If you missed your chance to see 12 Years in theaters, it will be available soon enough on DVD. Please open your eyes to it.
Her (2013)
Joaquin Phoenix, Amy Adams, the voice of Scarlett Johanssen
"That was weird," pronounced my movie mate after viewing Her on Sunday.
"Yes, but also strangely compelling," I said.
Whether you think Her is weird or compelling or both depends on your attitude toward technology, relationships, and/or long close-ups of Joaquin Phoenix's mustachioed mug. Writer/Director Spike Jonze, who specializes in The Weird And Compelling (Adaptation, Being John Malkovich, Where The Wild Things Are), has created a brilliant meditation on what constitutes "relationship" as well as the inevitable collision of humanity and technology. But unlike such tech-gone-rogue cautionary tales as I-Robot, Artificial Intelligence, The Terminator, or (fill in the name of your favorite Sci-Fi "it's learned to think!" flick), the damage is less violent but no less impactful.
I was curious to see this thought-provoking film, set in a pleasant, near-future Los Angeles where technology has advanced significantly enough to where humans can fall in love with their highly-evolved, talking computers. (It's also a future where apparently the waistlines of pants have been raised to new heights and a sort of washed-out, kindergarten yellow-orange-blue color palette has taken over fashion and design). For me, the film is a commentary on the increasing separation and isolation people feel in an increasingly digitized world, and how human connection becomes that much harder to accomplish. At the same time, Her is deeply romantic, where technology is simply the latest tool by which we express all-too-human longings and needs that require another human to satisfy. Still, whether relationships involve humans or machines, the outcome seems predictable.

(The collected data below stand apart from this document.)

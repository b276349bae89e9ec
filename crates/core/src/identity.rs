use uuid::Uuid;

use crate::model::StudentId;

//
// ─── KEY DERIVATION ────────────────────────────────────────────────────────────
//

/// Derive a stable pseudonymous progress key from a free-text student name.
///
/// Folds the name's UTF-16 code units into a 32-bit accumulator
/// (`acc = acc * 31 + unit`, wrapping), takes the absolute value, and tiles
/// the 8 hex digits into a dashed 8-4-4-4-12 grouping so the key is shaped
/// like a UUID for stores that expect one.
///
/// Deterministic: the same name always yields the same key. Distinct names
/// collide at the rate of a 31-bit hash; that is a tolerated limitation.
/// This is a lookup key for a name that is already trusted, never an
/// authentication credential.
#[must_use]
pub fn derive_student_key(name: &str) -> StudentId {
    let mut acc: i32 = 0;
    for unit in name.encode_utf16() {
        acc = acc.wrapping_mul(31).wrapping_add(i32::from(unit));
    }

    let hex = format!("{:08x}", acc.unsigned_abs());
    let tiled: String = hex.chars().cycle().take(32).collect();

    StudentId::new(format!(
        "{}-{}-{}-{}-{}",
        &tiled[0..8],
        &tiled[8..12],
        &tiled[12..16],
        &tiled[16..20],
        &tiled[20..32],
    ))
}

//
// ─── STUDENT IDENTITY ──────────────────────────────────────────────────────────
//

/// How the current student is identified.
///
/// The platform started with plain names, grew the derived pseudonymous key,
/// and will eventually hold real authenticated user ids. Callers resolve the
/// progress key through `progress_key` and never branch on the variant.
#[derive(Debug, Clone, PartialEq, Eq)]
pub enum StudentIdentity {
    /// Pre-auth: a free-text name plus the key derived from it.
    NameDerived { name: String, key: StudentId },

    /// A real authenticated user id.
    Authenticated { user_id: StudentId },
}

impl StudentIdentity {
    /// Identity for an anonymous, name-based session.
    #[must_use]
    pub fn from_name(name: impl Into<String>) -> Self {
        let name = name.into();
        let key = derive_student_key(&name);
        Self::NameDerived { name, key }
    }

    /// Identity for an authenticated session.
    #[must_use]
    pub fn authenticated(user_id: Uuid) -> Self {
        Self::Authenticated {
            user_id: StudentId::new(user_id.to_string()),
        }
    }

    /// The key under which this student's progress records are stored.
    #[must_use]
    pub fn progress_key(&self) -> &StudentId {
        match self {
            Self::NameDerived { key, .. } => key,
            Self::Authenticated { user_id } => user_id,
        }
    }

    /// Display name, when the identity carries one.
    #[must_use]
    pub fn display_name(&self) -> Option<&str> {
        match self {
            Self::NameDerived { name, .. } => Some(name),
            Self::Authenticated { .. } => None,
        }
    }
}

//
// ─── TESTS ─────────────────────────────────────────────────────────────────────
//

By now, you know the setup: Mild-mannered writer Theodore Twombley mopes through his solitary routine, unhinged by the fact that his childhood friend-turned-wife (Rooney Mara) is now divorcing him. On a whim, he downloads a brand-new artificially intelligent OS1 operating system that promises to attune itself to his every need and thought. "Samantha," voiced with throaty enthusiasm by Scarlett Johanssen, not only manages the details of Twombley's external life, but her refreshing candor and curiosity also gain her entry into his internal life as well. When she inquires about the cause of his marriage's demise, Twombley says, "I hid myself away in the relationship." It's a line that any insecure, commitment-phobic, life-distracted person can relate to. It becomes easier, therefore, for Twombley to open up to a consciousness and personality that is always accepting, always supportive, and always there -- until, of course, she's not.

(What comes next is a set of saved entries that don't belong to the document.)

use std::sync::Arc;

use uuid::Uuid;

use hub_core::model::{Topic, TopicDraft, TopicId};
use hub_core::time::Clock;
use storage::repository::{StorageError, TopicOrder, TopicRepository};

use crate::error::TopicServiceError;

/// Orchestrates topic authoring and catalog access (administrator path).
#[derive(Clone)]
pub struct TopicService {
    clock: Clock,
    topics: Arc<dyn TopicRepository>,
}

impl TopicService {
    #[must_use]
    pub fn new(clock: Clock, topics: Arc<dyn TopicRepository>) -> Self {
        Self { clock, topics }
    }

    /// Validate and persist a new topic.
    ///
    /// Blank-prompt questions from the authoring form are dropped during
    /// validation; the topic gets a fresh id and creation timestamp.
    ///
    /// # Errors
    ///
    /// Returns `TopicServiceError::Topic` for validation failures and
    /// `TopicServiceError::Storage` if persistence fails.
    pub async fn create_topic(&self, draft: TopicDraft) -> Result<Topic, TopicServiceError> {
        let id = TopicId::new(Uuid::new_v4().to_string());
        let topic = draft.validate(id, self.clock.now())?;
        self.topics.upsert_topic(&topic).await?;
        Ok(topic)
    }

    /// Re-validate and save an edited topic, preserving its creation time.
    ///
    /// # Errors
    ///
    /// Returns `TopicServiceError::Storage` with `StorageError::NotFound`
    /// when the topic does not exist, `TopicServiceError::Topic` for
    /// validation failures, and `TopicServiceError::Storage` if persistence
    /// fails.
    pub async fn update_topic(
        &self,
        id: &TopicId,
        draft: TopicDraft,
    ) -> Result<Topic, TopicServiceError> {
        let existing = self
            .topics
            .get_topic(id)
            .await?
            .ok_or(StorageError::NotFound)?;

        let topic = draft.validate(id.clone(), existing.created_at())?;
        self.topics.upsert_topic(&topic).await?;
        Ok(topic)
    }

    /// List the catalog in the given creation-time order.
    ///
    /// # Errors
    ///
    /// Returns `TopicServiceError::Storage` if the catalog cannot be read.
    pub async fn list_topics(&self, order: TopicOrder) -> Result<Vec<Topic>, TopicServiceError> {
        let topics = self.topics.list_topics(order).await?;
        Ok(topics)
    }

    /// Fetch a topic by id; `Ok(None)` when it does not exist.
    ///
    /// # Errors
    ///
    /// Returns `TopicServiceError::Storage` if repository access fails.
    pub async fn get_topic(&self, id: &TopicId) -> Result<Option<Topic>, TopicServiceError> {
        let topic = self.topics.get_topic(id).await?;
        Ok(topic)
    }

    /// Delete a topic; the store cascades the progress cleanup.
    ///
    /// # Errors
    ///
    /// Returns `TopicServiceError::Storage` if the topic is missing or the
    /// delete fails.
    pub async fn delete_topic(&self, id: &TopicId) -> Result<(), TopicServiceError> {
        self.topics.delete_topic(id).await?;
        Ok(())
    }
}

//
// ─── TESTS ─────────────────────────────────────────────────────────────────────
//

So much of filmmaking wisdom is of the "show, don't tell" variety, but Jonze's script allows the conversations and discoveries between Theodore and Samantha to roll out in organic fashion. These are the kind of getting-to-know-you moments of information, teasing, inside jokes, confession, and dream sharing that can be the foundations of love. Too many movies have characters exchange names and then fall into bed, so this kind of back and forth feels refreshing for a while. Until it goes on too long and starts to feel way too precious and we grow tired of staring at Joaquin's lip fur as he listens to Samantha purr.
There are some truly funny moments in Her, first having to do with the nature of his writing job, then with the 3-D video game he diverts himself with in the evenings (director Jonze voices the impertinent "Alien Child") as well as the "Perfect Mom" video game Theodore's pal Amy (Amy Adams) is programming. The shot of Theodore walking outside, deep in conversation with his OS device, which widens to show that everyone on the street is similarly engaged, is thoroughly ironic. There are also some awkward moments, mostly having to do with sex. "You're a creepy man," accuses a drunken blind date (Olivia Wilde), who only moments before had been engaging Theodore in French kisses and pleas for commitment. And Samantha's plan to utilize a human surrogate in her relationship with Theodore is painful to watch.
Ultimately, though, Her made me want to cry. You will no doubt be thinking, "Why, for heaven's sake?" Some see this film as being hopeful about love. I -- the repressed romantic -- see it as hopeless. With technology becoming more and more complicated and advanced, and more of the world being sucked into its embrace, Her seems less like a cautionary tale and more like a Coming Attractions reel for the future.
FYI: Jonze picked up a Best Screenplay honor for Her at the Golden Globe on Jan. 12.
"That was weird," pronounced my movie mate after viewing Her on Sunday.
"Yes, but also strangely compelling," I said.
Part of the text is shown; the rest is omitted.